### What you will do
Look through the material below and copy every line containing the word "component".

### Supplied data
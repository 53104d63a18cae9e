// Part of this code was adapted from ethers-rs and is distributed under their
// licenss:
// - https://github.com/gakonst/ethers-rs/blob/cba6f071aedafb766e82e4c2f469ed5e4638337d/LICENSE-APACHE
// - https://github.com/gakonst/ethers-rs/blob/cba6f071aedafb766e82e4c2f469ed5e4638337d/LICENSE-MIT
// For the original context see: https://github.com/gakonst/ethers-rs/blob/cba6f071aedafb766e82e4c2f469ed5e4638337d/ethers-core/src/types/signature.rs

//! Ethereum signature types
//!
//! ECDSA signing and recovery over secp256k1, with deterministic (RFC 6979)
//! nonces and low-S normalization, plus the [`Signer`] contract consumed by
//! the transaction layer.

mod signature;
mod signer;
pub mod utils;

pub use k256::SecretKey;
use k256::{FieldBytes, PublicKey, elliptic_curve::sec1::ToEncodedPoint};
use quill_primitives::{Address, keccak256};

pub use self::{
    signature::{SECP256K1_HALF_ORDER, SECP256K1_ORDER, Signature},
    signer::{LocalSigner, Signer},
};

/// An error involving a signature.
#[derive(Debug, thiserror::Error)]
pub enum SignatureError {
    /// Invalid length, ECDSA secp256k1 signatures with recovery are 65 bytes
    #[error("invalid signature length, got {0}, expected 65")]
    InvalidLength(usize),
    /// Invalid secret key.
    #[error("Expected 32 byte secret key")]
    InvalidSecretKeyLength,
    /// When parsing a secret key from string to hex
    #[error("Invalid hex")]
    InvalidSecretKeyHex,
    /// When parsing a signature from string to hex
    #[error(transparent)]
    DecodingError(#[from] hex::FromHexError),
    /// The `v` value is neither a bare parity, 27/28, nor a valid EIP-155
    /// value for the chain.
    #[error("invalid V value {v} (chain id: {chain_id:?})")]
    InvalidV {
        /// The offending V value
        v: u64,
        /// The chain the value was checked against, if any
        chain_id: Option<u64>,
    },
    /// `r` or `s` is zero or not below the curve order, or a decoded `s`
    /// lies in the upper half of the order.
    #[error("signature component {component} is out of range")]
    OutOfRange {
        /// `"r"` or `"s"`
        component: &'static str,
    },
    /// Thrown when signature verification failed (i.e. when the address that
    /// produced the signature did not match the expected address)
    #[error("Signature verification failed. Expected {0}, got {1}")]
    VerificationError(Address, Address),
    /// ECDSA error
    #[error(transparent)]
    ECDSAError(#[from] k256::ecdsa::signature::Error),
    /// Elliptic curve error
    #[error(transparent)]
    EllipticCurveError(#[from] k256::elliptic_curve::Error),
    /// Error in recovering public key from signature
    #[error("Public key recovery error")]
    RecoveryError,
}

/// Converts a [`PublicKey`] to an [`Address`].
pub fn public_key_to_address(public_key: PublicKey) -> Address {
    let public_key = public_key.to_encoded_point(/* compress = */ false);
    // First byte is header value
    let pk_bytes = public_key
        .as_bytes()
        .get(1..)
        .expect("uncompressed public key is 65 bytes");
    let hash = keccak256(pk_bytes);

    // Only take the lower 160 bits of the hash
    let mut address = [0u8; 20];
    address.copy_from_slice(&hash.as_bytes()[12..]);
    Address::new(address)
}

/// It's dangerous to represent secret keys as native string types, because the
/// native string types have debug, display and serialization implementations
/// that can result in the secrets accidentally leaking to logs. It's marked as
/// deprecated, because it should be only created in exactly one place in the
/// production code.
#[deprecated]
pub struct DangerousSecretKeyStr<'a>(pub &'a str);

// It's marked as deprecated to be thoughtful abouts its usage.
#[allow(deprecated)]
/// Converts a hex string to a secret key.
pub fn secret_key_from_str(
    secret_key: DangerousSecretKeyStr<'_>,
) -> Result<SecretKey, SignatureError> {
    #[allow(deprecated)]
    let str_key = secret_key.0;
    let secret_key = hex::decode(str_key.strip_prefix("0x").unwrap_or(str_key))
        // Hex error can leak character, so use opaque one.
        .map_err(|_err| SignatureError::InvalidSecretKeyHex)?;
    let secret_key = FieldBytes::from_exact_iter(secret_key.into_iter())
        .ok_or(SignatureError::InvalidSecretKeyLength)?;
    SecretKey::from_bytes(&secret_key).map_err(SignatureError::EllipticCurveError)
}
---
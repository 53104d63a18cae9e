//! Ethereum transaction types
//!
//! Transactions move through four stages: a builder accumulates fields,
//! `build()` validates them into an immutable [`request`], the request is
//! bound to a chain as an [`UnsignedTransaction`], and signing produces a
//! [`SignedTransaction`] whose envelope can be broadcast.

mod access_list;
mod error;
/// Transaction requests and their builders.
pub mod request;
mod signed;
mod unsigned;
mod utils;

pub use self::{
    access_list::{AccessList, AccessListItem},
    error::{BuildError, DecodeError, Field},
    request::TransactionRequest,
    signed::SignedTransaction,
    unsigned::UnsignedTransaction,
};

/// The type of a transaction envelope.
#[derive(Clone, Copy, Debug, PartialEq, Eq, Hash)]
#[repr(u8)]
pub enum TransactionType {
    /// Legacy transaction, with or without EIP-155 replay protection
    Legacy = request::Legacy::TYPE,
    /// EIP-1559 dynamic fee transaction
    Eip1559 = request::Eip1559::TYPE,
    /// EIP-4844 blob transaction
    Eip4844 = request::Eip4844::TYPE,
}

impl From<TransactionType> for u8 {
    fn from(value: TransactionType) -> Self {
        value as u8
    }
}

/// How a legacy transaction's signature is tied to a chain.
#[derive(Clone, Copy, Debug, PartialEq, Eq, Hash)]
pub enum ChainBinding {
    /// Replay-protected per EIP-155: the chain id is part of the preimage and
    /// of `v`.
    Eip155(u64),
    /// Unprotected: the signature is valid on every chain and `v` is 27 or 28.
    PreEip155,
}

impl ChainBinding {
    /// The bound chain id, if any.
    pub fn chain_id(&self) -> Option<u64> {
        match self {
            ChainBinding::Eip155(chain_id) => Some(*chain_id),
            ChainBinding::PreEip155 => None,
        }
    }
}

### Written solution
    #[error("signature component {component} is out of range")]
        component: &'static str,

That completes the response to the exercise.